There’s no easy solution but what is going to be interesting is to see how committed they will still be to the whole sustainability and ethical principle of all these companies. Because one thing is to say that you are you’re committed to doing everything socially right and ethically right and environmentally right things relatively well but when you’re into an emergency like this you tend to forget those things.

You know they were all racing to who was the most a sustainable company out there up to a few weeks ago I want to see how many of those are really really serious about it and how many will not stick to those principles because being sustainable means also taking care of your partners in the supply chain and I know it’s a really really difficult thing to do because at some point you have to decide what you’re going to cut what are you going to sacrifice and an unfortunate human nature is to take care of the ones that are closer to you than the ones who are far away.

Positive takeaways from this situation and your advice?  

Well, we have to try and be optimistic and I think this situation can bring out the worst of us the worst in us like people price gouging or taking advantage of this is absolutely unforgivable but there’s also a lot of people who are showing a lot of compassion towards the other. Finally realizing how much incredible work all the other people in the health care world are doing like all the other nurses and doctors and janitors who work in the hospitals.
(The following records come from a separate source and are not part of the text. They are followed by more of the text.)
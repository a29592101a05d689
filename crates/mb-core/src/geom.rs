use core::ops::{Add, Mul, Sub};

#[derive(Debug, Clone, Copy, PartialEq, Default)]
pub struct Point2f {
    pub x: f32,
    pub y: f32,
}

impl Point2f {
    pub const fn new(x: f32, y: f32) -> Self {
        Self { x, y }
    }

    pub fn lerp(self, to: Self, t: f32) -> Self {
        self + (to - self) * t
    }

    /// Rounds both coordinates to the nearest multiple of `eps`.
    pub fn snap(self, eps: f32) -> Self {
        Self {
            x: (self.x / eps).round() * eps,
            y: (self.y / eps).round() * eps,
        }
    }

    pub fn dist_sq(self, other: Self) -> f32 {
        (self - other).norm_sq()
    }
}

#[derive(Debug, Clone, Copy, PartialEq, Default)]
pub struct Vec2f {
    pub x: f32,
    pub y: f32,
}

impl Vec2f {
    pub const fn new(x: f32, y: f32) -> Self {
        Self { x, y }
    }

    pub fn dot(self, rhs: Self) -> f32 {
        self.x * rhs.x + self.y * rhs.y
    }

    pub fn norm_sq(self) -> f32 {
        self.dot(self)
    }

    pub fn norm(self) -> f32 {
        self.norm_sq().sqrt()
    }

    pub fn normalize(self) -> Self {
        let n = self.norm();
        if n == 0.0 {
            Self::default()
        } else {
            self * (1.0 / n)
        }
    }
}

macro_rules! componentwise {
    ($lhs:ty, $rhs:ty => $out:ident, $tr:ident::$method:ident, $op:tt) => {
        impl $tr<$rhs> for $lhs {
            type Output = $out;

            #[inline]
            fn $method(self, rhs: $rhs) -> $out {
                $out {
                    x: self.x $op rhs.x,
                    y: self.y $op rhs.y,
                }
            }
        }
    };
}

componentwise!(Point2f, Vec2f => Point2f, Add::add, +);
componentwise!(Point2f, Vec2f => Point2f, Sub::sub, -);
componentwise!(Point2f, Point2f => Vec2f, Sub::sub, -);
componentwise!(Vec2f, Vec2f => Vec2f, Add::add, +);
componentwise!(Vec2f, Vec2f => Vec2f, Sub::sub, -);

impl Mul<f32> for Vec2f {
    type Output = Vec2f;

    #[inline]
    fn mul(self, s: f32) -> Vec2f {
        Vec2f::new(self.x * s, self.y * s)
    }
}

impl Mul<Vec2f> for f32 {
    type Output = Vec2f;

    fn mul(self, rhs: Vec2f) -> Self::Output {
        rhs * self
    }
}

/// Axis-aligned bounding box with inclusive bounds.
#[derive(Debug, Clone, Copy, PartialEq, Default)]
pub struct Aabb2f {
    pub min: Point2f,
    pub max: Point2f,
}

impl Aabb2f {
    pub fn from_points(a: Point2f, b: Point2f) -> Self {
        Self {
            min: Point2f::new(a.x.min(b.x), a.y.min(b.y)),
            max: Point2f::new(a.x.max(b.x), a.y.max(b.y)),
        }
    }

    /// Grows the box by `r` on every side.
    pub fn dilate(self, r: f32) -> Self {
        Self {
            min: Point2f::new(self.min.x - r, self.min.y - r),
            max: Point2f::new(self.max.x + r, self.max.y + r),
        }
    }

    /// Squared distance from `p` to the box, zero when `p` is inside.
    pub fn dist_sq(&self, p: Point2f) -> f32 {
        let dx = if p.x < self.min.x {
            self.min.x - p.x
        } else if p.x > self.max.x {
            p.x - self.max.x
        } else {
            0.0
        };

        let dy = if p.y < self.min.y {
            self.min.y - p.y
        } else if p.y > self.max.y {
            p.y - self.max.y
        } else {
            0.0
        };

        dx * dx + dy * dy
    }
}

#[cfg(test)]
mod tests {
    use super::{Aabb2f, Point2f, Vec2f};

    #[test]
    fn step_directions_for_turn_measurement() {
        // Two steps of a walk: straight along +x, then a quarter turn up.
        let (p0, p1, p2) = (
            Point2f::new(2.0, 1.0),
            Point2f::new(5.0, 1.0),
            Point2f::new(5.0, 3.0),
        );
        let d0 = (p1 - p0).normalize();
        let d1 = (p2 - p1).normalize();

        assert_eq!(d0, Vec2f::new(1.0, 0.0));
        assert_eq!(d1, Vec2f::new(0.0, 1.0));
        assert_eq!(d0.dot(d1), 0.0);
        assert_eq!(p0 + (p2 - p0), p2);
        assert!((p0.dist_sq(p2) - 13.0).abs() < 1e-6);

        // Repeated endpoints give no direction at all.
        assert_eq!((p1 - p1).normalize(), Vec2f::default());
    }

    #[test]
    fn snapped_lerp_lands_on_grid() {
        let a = Point2f::new(10.5, 3.5);
        let b = Point2f::new(11.5, 3.5);
        let q = a.lerp(b, 1.0 / 3.0).snap(0.01);
        assert!((q.x - 10.83).abs() < 1e-4);
        assert!((q.y - 3.5).abs() < 1e-4);
    }

    #[test]
    fn snap_rounds_to_grid() {
        let p = Point2f::new(1.234, -0.006).snap(0.01);
        assert!((p.x - 1.23).abs() < 1e-5);
        assert!((p.y + 0.01).abs() < 1e-5);

        let mid = Point2f::new(0.0, 2.0).lerp(Point2f::new(4.0, 2.0), 0.25);
        assert_eq!(mid, Point2f::new(1.0, 2.0));
    }

    #[test]
    fn aabb_distance_outside_and_inside() {
        let bb = Aabb2f::from_points(Point2f::new(4.0, 1.0), Point2f::new(1.0, 3.0));
        assert_eq!(bb.min, Point2f::new(1.0, 1.0));
        assert_eq!(bb.max, Point2f::new(4.0, 3.0));

        assert_eq!(bb.dist_sq(Point2f::new(2.0, 2.0)), 0.0);
        assert!((bb.dist_sq(Point2f::new(7.0, 7.0)) - 25.0).abs() < 1e-6);
        assert!((bb.dist_sq(Point2f::new(0.0, 2.0)) - 1.0).abs() < 1e-6);

        let grown = bb.dilate(2.0);
        assert_eq!(grown.min, Point2f::new(-1.0, -1.0));
        assert_eq!(grown.max, Point2f::new(6.0, 5.0));
    }
}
They live really really hard lives for not such a great financial retribution and they don’t even get a lot of satisfaction most of the time we take those things for granted. Also, people will try to go and find something that is more durable and better quality than disposable and the other thing that is great. I don’t know if you hear the bird thing in nature is blooming right now but with less pollution, my friend in Milano said the air is clean in Milano we can breed finally I saw pictures of the canals in Venice with the water so clean and it’s incredible.